### About this task
Return each line of the listing that contains the string "CliError".

### Extracted records
—————

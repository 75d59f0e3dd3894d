//! Plain-text rendering for `--text` mode.
//!
//! One line of output per generated line, then the session message.
//! Messages get a splash of color when stdout is an interactive terminal.

use std::fmt::Write as _;
use std::io::{self, IsTerminal, Write};

use owo_colors::OwoColorize;

use genlottery_core::DisplayPayload;

/// Whether color output should be enabled.
fn should_color() -> bool {
    io::stdout().is_terminal() && std::env::var("NO_COLOR").is_err()
}

/// Render a payload as terminal text.
///
/// `saved_view` prefixes each line with `SAVED`, matching the original
/// tool's display of previously persisted results.
pub fn render(payload: &DisplayPayload, saved_view: bool) -> String {
    let mut out = String::new();
    let prefix = if saved_view { "SAVED " } else { "" };

    for (index, line) in payload.results.iter().enumerate() {
        let _ = writeln!(
            out,
            "{prefix}{} Line {}: {line}",
            payload.lottery_type,
            index + 1
        );
    }

    if !payload.message.is_empty() {
        if should_color() {
            let _ = writeln!(out, "{}", payload.message.bold());
        } else {
            let _ = writeln!(out, "{}", payload.message);
        }
    }

    out
}

/// Print rendered output to stdout.
pub fn print_output(output: &str) {
    if output.is_empty() {
        return;
    }
    let mut stdout = io::stdout().lock();
    let _ = write!(stdout, "{output}");
}
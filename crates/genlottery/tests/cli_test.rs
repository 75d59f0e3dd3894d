//! Integration tests for the `genlottery` binary.
//!
//! These exercise the text surface end to end: argument parsing, the
//! generate / print / delete flows, and exit codes. Every test isolates
//! its save directory and config so nothing touches the user's files.
#![allow(clippy::unwrap_used)]

use assert_cmd::cargo::cargo_bin_cmd;
use predicates::prelude::*;
use tempfile::TempDir;

// ── Helpers ─────────────────────────────────────────────────────────

/// Build a command for the `genlottery` binary with env isolation.
///
/// Points the save directory at `save_dir` and config lookup at a
/// nonexistent path, and clears any ambient `GENLOTTERY_*` overrides.
fn genlottery_cmd(save_dir: &TempDir) -> assert_cmd::Command {
    let mut cmd = cargo_bin_cmd!("genlottery");
    cmd.env("HOME", save_dir.path())
        .env("XDG_CONFIG_HOME", "/tmp/genlottery-test-nonexistent")
        .env("GENLOTTERY_SAVE_DIR", save_dir.path())
        .env_remove("GENLOTTERY_DEFAULT_TYPE")
        .env_remove("GENLOTTERY_DEFAULT_LINES");
    cmd
}

fn combined_output(output: &std::process::Output) -> String {
    let stdout = String::from_utf8_lossy(&output.stdout);
    let stderr = String::from_utf8_lossy(&output.stderr);
    format!("{stdout}{stderr}")
}

// ── Basic invocation ────────────────────────────────────────────────

#[test]
fn test_version_flag() {
    let dir = TempDir::new().unwrap();
    for flag in ["-v", "--version"] {
        genlottery_cmd(&dir)
            .arg(flag)
            .assert()
            .success()
            .stdout(predicate::str::contains("genlottery Version: 1.0.5"));
    }
}

#[test]
fn test_help_flag() {
    let dir = TempDir::new().unwrap();
    genlottery_cmd(&dir).arg("--help").assert().success().stdout(
        predicate::str::contains("lottery")
            .and(predicate::str::contains("--delete"))
            .and(predicate::str::contains("--no_save"))
            .and(predicate::str::contains("--print"))
            .and(predicate::str::contains("mutually exclusive")),
    );
}

// ── Argument validation ─────────────────────────────────────────────

#[test]
fn test_lines_out_of_range_is_a_usage_error() {
    let dir = TempDir::new().unwrap();
    for bad in ["0", "101"] {
        let output = genlottery_cmd(&dir)
            .args(["--text", "-l", bad])
            .output()
            .unwrap();
        assert_eq!(output.status.code(), Some(2), "expected usage error for -l {bad}");
        let text = combined_output(&output);
        assert!(
            text.contains("valid range"),
            "expected range message in:\n{text}"
        );
    }
}

#[test]
fn test_unknown_lottery_type_is_rejected() {
    let dir = TempDir::new().unwrap();
    let output = genlottery_cmd(&dir)
        .args(["--text", "-t", "POWERBALL"])
        .output()
        .unwrap();
    assert_eq!(output.status.code(), Some(2));
    assert!(combined_output(&output).contains("POWERBALL"));
}

#[test]
fn test_action_flags_are_mutually_exclusive() {
    let dir = TempDir::new().unwrap();
    for args in [["-d", "-p"], ["-d", "-n"], ["-n", "-p"]] {
        let output = genlottery_cmd(&dir)
            .arg("--text")
            .args(args)
            .output()
            .unwrap();
        assert_eq!(
            output.status.code(),
            Some(2),
            "expected conflict for {args:?}"
        );
    }
}

// ── Generate ────────────────────────────────────────────────────────

#[test]
fn test_generate_no_save_prints_lines_and_leaves_no_file() {
    let dir = TempDir::new().unwrap();
    genlottery_cmd(&dir)
        .args(["--text", "-n", "-t", "EURO", "-l", "1"])
        .assert()
        .success()
        .stdout(
            predicate::str::contains("EURO Line 1:")
                .and(predicate::str::contains("not been saved")),
        );

    assert!(!dir.path().join("EURO.db").exists());
}

#[test]
fn test_generate_saves_by_default() {
    let dir = TempDir::new().unwrap();
    genlottery_cmd(&dir)
        .args(["--text", "-t", "EURO", "-l", "3"])
        .assert()
        .success()
        .stdout(
            predicate::str::contains("EURO Line 3:")
                .and(predicate::str::contains("3 lines were generated")),
        );

    assert!(dir.path().join("EURO.db").exists());
}

// ── Print saved ─────────────────────────────────────────────────────

#[test]
fn test_print_after_generate_shows_the_saved_batch() {
    let dir = TempDir::new().unwrap();
    genlottery_cmd(&dir)
        .args(["--text", "-t", "THUNDER", "-l", "2"])
        .assert()
        .success();

    genlottery_cmd(&dir)
        .args(["--text", "-p", "-t", "THUNDER"])
        .assert()
        .success()
        .stdout(
            predicate::str::contains("Displaying a previously saved set")
                .and(predicate::str::contains("Saved on "))
                .and(predicate::str::contains("SAVED THUNDER Line 1:"))
                .and(predicate::str::contains("SAVED THUNDER Line 2:")),
        );
}

#[test]
fn test_print_without_a_saved_file_reports_missing() {
    let dir = TempDir::new().unwrap();
    genlottery_cmd(&dir)
        .args(["--text", "-p", "-t", "SET4LIFE"])
        .assert()
        .success()
        .stdout(predicate::str::contains("is missing"));
}

// ── Delete ──────────────────────────────────────────────────────────

#[test]
fn test_delete_removes_the_file_then_reports_not_found() {
    let dir = TempDir::new().unwrap();
    genlottery_cmd(&dir)
        .args(["--text", "-t", "THUNDER", "-l", "2"])
        .assert()
        .success();
    assert!(dir.path().join("THUNDER.db").exists());

    genlottery_cmd(&dir)
        .args(["--text", "-d", "-t", "THUNDER"])
        .assert()
        .success()
        .stdout(predicate::str::contains("was deleted"));
    assert!(!dir.path().join("THUNDER.db").exists());

    genlottery_cmd(&dir)
        .args(["--text", "-d", "-t", "THUNDER"])
        .assert()
        .success()
        .stdout(predicate::str::contains("was not found"));
}
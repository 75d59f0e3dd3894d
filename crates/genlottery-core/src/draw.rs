//! Number generation: sampling without replacement per a game's rule.

use std::fmt;

use rand::Rng;
use rand::seq::index;
use serde::{Deserialize, Serialize};

use crate::rules::{LotteryRule, RULE_START};

/// One generated combination of numbers for a single play.
///
/// Numbers are stored as two-digit zero-padded strings, sorted ascending
/// (lexicographic order equals numeric order at fixed width). `secondary`
/// is `None` for games without a secondary draw — the distinction survives
/// a trip through the store.
#[derive(Debug, Clone, PartialEq, Eq, Serialize, Deserialize)]
pub struct DrawLine {
    /// The primary draw, `main_qty` unique numbers.
    #[serde(rename = "x1")]
    pub primary: Vec<String>,

    /// The secondary draw, when the game has one.
    #[serde(rename = "x2")]
    pub secondary: Option<Vec<String>>,
}

impl fmt::Display for DrawLine {
    /// Renders as `01, 05, 23, 40, 49 - 03, 11` (secondary after the dash).
    fn fmt(&self, f: &mut fmt::Formatter<'_>) -> fmt::Result {
        write!(f, "{}", self.primary.join(", "))?;
        if let Some(ref extra) = self.secondary {
            write!(f, " - {}", extra.join(", "))?;
        }
        Ok(())
    }
}

/// Draw one line using the thread-local RNG.
pub fn draw(rule: &LotteryRule) -> DrawLine {
    draw_with(rule, &mut rand::thread_rng())
}

/// Draw one line from the given RNG. Pure apart from consuming entropy.
pub fn draw_with<R: Rng + ?Sized>(rule: &LotteryRule, rng: &mut R) -> DrawLine {
    debug_assert!(rule.is_satisfiable(), "rule table invariant violated");

    DrawLine {
        primary: pick(rng, rule.main_max, rule.main_qty),
        secondary: rule
            .extra
            .filter(|e| e.qty > 0)
            .map(|e| pick(rng, e.max, e.qty)),
    }
}

/// Draw `line_count` independent lines using the thread-local RNG.
pub fn draw_many(rule: &LotteryRule, line_count: usize) -> Vec<DrawLine> {
    let mut rng = rand::thread_rng();
    (0..line_count).map(|_| draw_with(rule, &mut rng)).collect()
}

/// Sample `qty` distinct integers uniformly from `[RULE_START, max)`,
/// formatted zero-padded and sorted.
fn pick<R: Rng + ?Sized>(rng: &mut R, max: u8, qty: usize) -> Vec<String> {
    let span = usize::from(max - RULE_START);
    let mut picked: Vec<String> = index::sample(rng, span, qty)
        .into_iter()
        .map(|offset| format!("{:02}", offset + usize::from(RULE_START)))
        .collect();
    picked.sort_unstable();
    picked
}

#[cfg(test)]
mod tests {
    use rand::SeedableRng;
    use rand::rngs::StdRng;
    use strum::IntoEnumIterator;

    use crate::rules::LotteryType;

    use super::*;

    fn assert_valid_set(values: &[String], qty: usize, max: u8) {
        assert_eq!(values.len(), qty);

        // Unique and sorted ascending
        let mut deduped = values.to_vec();
        deduped.dedup();
        assert_eq!(deduped.len(), qty, "duplicates in {values:?}");
        let mut sorted = values.to_vec();
        sorted.sort_unstable();
        assert_eq!(sorted, values, "not sorted: {values:?}");

        // Two-digit zero-padded strings within [RULE_START, max)
        for v in values {
            assert_eq!(v.len(), 2, "not two digits: {v}");
            let n: u8 = v.parse().expect("numeric");
            assert!(n >= RULE_START && n < max, "{n} outside [{RULE_START}, {max})");
        }
    }

    #[test]
    fn every_game_draws_a_valid_line() {
        let mut rng = StdRng::seed_from_u64(7);
        for ty in LotteryType::iter() {
            let rule = ty.rule();
            for _ in 0..50 {
                let line = draw_with(&rule, &mut rng);
                assert_valid_set(&line.primary, rule.main_qty, rule.main_max);
                match rule.extra {
                    Some(extra) => {
                        let secondary = line.secondary.as_deref().expect("secondary expected");
                        assert_valid_set(secondary, extra.qty, extra.max);
                    }
                    None => assert_eq!(line.secondary, None),
                }
            }
        }
    }

    #[test]
    fn euro_line_has_five_main_and_two_lucky_stars() {
        let mut rng = StdRng::seed_from_u64(42);
        let line = draw_with(&LotteryType::Euro.rule(), &mut rng);
        assert_valid_set(&line.primary, 5, 51);
        assert_valid_set(line.secondary.as_deref().expect("lucky stars"), 2, 13);
    }

    #[test]
    fn lotto_line_has_empty_secondary() {
        let mut rng = StdRng::seed_from_u64(42);
        let line = draw_with(&LotteryType::Lotto.rule(), &mut rng);
        assert_valid_set(&line.primary, 6, 60);
        assert_eq!(line.secondary, None);
    }

    #[test]
    fn draw_many_produces_the_requested_count() {
        let lines = draw_many(&LotteryType::Thunder.rule(), 10);
        assert_eq!(lines.len(), 10);
    }

    #[test]
    fn display_joins_primary_and_secondary() {
        let line = DrawLine {
            primary: vec!["01".into(), "09".into(), "23".into()],
            secondary: Some(vec!["04".into()]),
        };
        assert_eq!(line.to_string(), "01, 09, 23 - 04");

        let plain = DrawLine {
            primary: vec!["07".into(), "13".into()],
            secondary: None,
        };
        assert_eq!(plain.to_string(), "07, 13");
    }
}
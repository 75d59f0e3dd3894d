//! Optional TOML configuration merged with `GENLOTTERY_*` env vars.
//!
//! Supplies the defaults the CLI flags fall back to: the game type, the
//! line count, and an override for the save directory. A missing config
//! file is normal — built-in defaults apply.

use std::path::PathBuf;

use directories::ProjectDirs;
use figment::{
    Figment,
    providers::{Env, Format, Serialized, Toml},
};
use serde::{Deserialize, Serialize};

use genlottery_core::{DEFAULT_LINES, LotteryType};

#[derive(Debug, Clone, Deserialize, Serialize)]
pub struct Config {
    /// Game used when `--type` is not given.
    #[serde(default)]
    pub default_type: LotteryType,

    /// Line count used when `--lines` is not given.
    #[serde(default = "default_lines")]
    pub default_lines: usize,

    /// Overrides the `~/lottery-db` save directory.
    #[serde(default)]
    pub save_dir: Option<PathBuf>,
}

impl Default for Config {
    fn default() -> Self {
        Self {
            default_type: LotteryType::default(),
            default_lines: default_lines(),
            save_dir: None,
        }
    }
}

fn default_lines() -> usize {
    DEFAULT_LINES
}

/// Resolve the config file path via XDG / platform conventions.
pub fn config_path() -> PathBuf {
    ProjectDirs::from("", "", "genlottery").map_or_else(
        || {
            let mut p = PathBuf::from(std::env::var("HOME").unwrap_or_else(|_| ".".into()));
            p.push(".config");
            p.push("genlottery");
            p.push("config.toml");
            p
        },
        |dirs| dirs.config_dir().join("config.toml"),
    )
}

/// Load the config from file + environment.
pub fn load_config() -> Result<Config, Box<figment::Error>> {
    let figment = Figment::new()
        .merge(Serialized::defaults(Config::default()))
        .merge(Toml::file(config_path()))
        .merge(Env::prefixed("GENLOTTERY_"));

    let config: Config = figment.extract().map_err(Box::new)?;
    Ok(config)
}

/// Load config, falling back to defaults when the file is absent or bad.
pub fn load_config_or_default() -> Config {
    load_config().unwrap_or_default()
}
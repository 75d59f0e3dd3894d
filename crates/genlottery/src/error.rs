//! CLI error types with miette diagnostics.
//!
//! Maps core errors into user-facing errors with actionable help text
//! and process exit codes.

use miette::Diagnostic;
use thiserror::Error;

use genlottery_core::{SessionError, StoreError};

/// Exit codes for the text surface.
pub mod exit_code {
    pub const GENERAL: i32 = 1;
    pub const USAGE: i32 = 2;
}

#[derive(Debug, Error, Diagnostic)]
pub enum CliError {
    #[error("{lines} lines is invalid")]
    #[diagnostic(
        code(genlottery::invalid_lines),
        help("The valid range is 1-100.")
    )]
    InvalidLineCount { lines: usize },

    #[error(transparent)]
    #[diagnostic(
        code(genlottery::store),
        help("Check that the save directory is writable, or set save_dir in the config.")
    )]
    Store(#[from] StoreError),
}

impl From<SessionError> for CliError {
    fn from(err: SessionError) -> Self {
        match err {
            SessionError::InvalidLineCount { lines } => Self::InvalidLineCount { lines },
            SessionError::Store(store) => Self::Store(store),
        }
    }
}

impl CliError {
    /// Map this error to an exit code for process termination.
    pub fn exit_code(&self) -> i32 {
        match self {
            Self::InvalidLineCount { .. } => exit_code::USAGE,
            Self::Store(_) => exit_code::GENERAL,
        }
    }
}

—————

### Exercise response
pub enum CliError {
impl From<SessionError> for CliError {
impl CliError {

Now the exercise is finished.